Africa/Europe/Middle East—“Perspectives from Religious and Faith Leaders” was the fourth session of ILC 2020 organized by UPF of Africa and UPF of Europe and the Middle East.

The webinar of the Interreligious Association for Peace and Development (IAPD), a UPF project, was held on September 11, 2020, under the title “The Spirit of Cooperation, the Way Toward Peace.”

The moderator of the session was Rev. George Ogurie, the coordinator of IAPD Africa and the president for Nigeria of the Family Federation for World Peace and Unification (FFWPU), an organization that is affiliated with UPF.

The speakers of the session were:

Prophet Samuel Radebe from South Africa, prophet of the Revelation Church of God, author and businessman

Rubab Mehdi from the United Kingdom, a human rights barrister and interfaith activist

Aboubacar Thierno Sow from Mali, an interreligious preacher and member of the cultural committee of the Generation of the Three Testaments

Rabbi Dr.

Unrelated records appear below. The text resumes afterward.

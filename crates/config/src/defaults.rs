/// Placeholder secret written by `init`. The validator warns when it is still in use.
pub const PLACEHOLDER_SECRET: &str = "change-me";

// Service defaults
pub fn default_service_name() -> String {
    "tickforge".to_string()
}

pub fn default_host() -> String {
    "0.0.0.0".to_string()
}

pub fn default_port() -> u16 {
    8080
}

pub fn default_shared_secret() -> String {
    PLACEHOLDER_SECRET.to_string()
}

// Live provider defaults
pub fn default_reference_url() -> String {
    "https://assets.upstox.com/market-quote/instruments/exchange/NSE.csv.gz".to_string()
}

pub fn default_candle_base_url() -> String {
    "https://api.upstox.com/v2".to_string()
}

pub fn default_timeout_seconds() -> u64 {
    10
}

pub fn default_user_agent() -> String {
    format!("tickforge/{}", env!("CARGO_PKG_VERSION"))
}

// Synthetic provider defaults
pub fn default_session_open() -> String {
    "09:15".to_string()
}

pub fn default_session_close() -> String {
    "15:30".to_string()
}

pub fn default_interval_minutes() -> u32 {
    5
}

// Options defaults
pub fn default_atm_levels() -> u32 {
    5
}

pub fn default_max_atm_levels() -> u32 {
    50
}

pub fn default_strike_interval() -> f64 {
    50.0
}

// Monitoring defaults
pub fn default_log_format() -> String {
    "pretty".to_string()
}

pub fn default_metrics_port() -> u16 {
    9090
}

Kevin De-Carli from Switzerland, a theologian and historian.


The session focused on addressing opportunity and hope in times of global crisis. The speakers brought out the real need for religious leaders to play a role in uniting people. It was noted that, for the longest time we have allowed our beliefs to divide us instead of uniting us.

The panelists elaborated on the need for religious leaders to focus on peacebuilding and help communities to embrace the Ubuntu spirit (“I am because we are”).

Opening Remarks

Dr. Tageldin Hamad, the vice president of UPF International, opened the meeting with special appreciation and greetings to the distinguished speakers.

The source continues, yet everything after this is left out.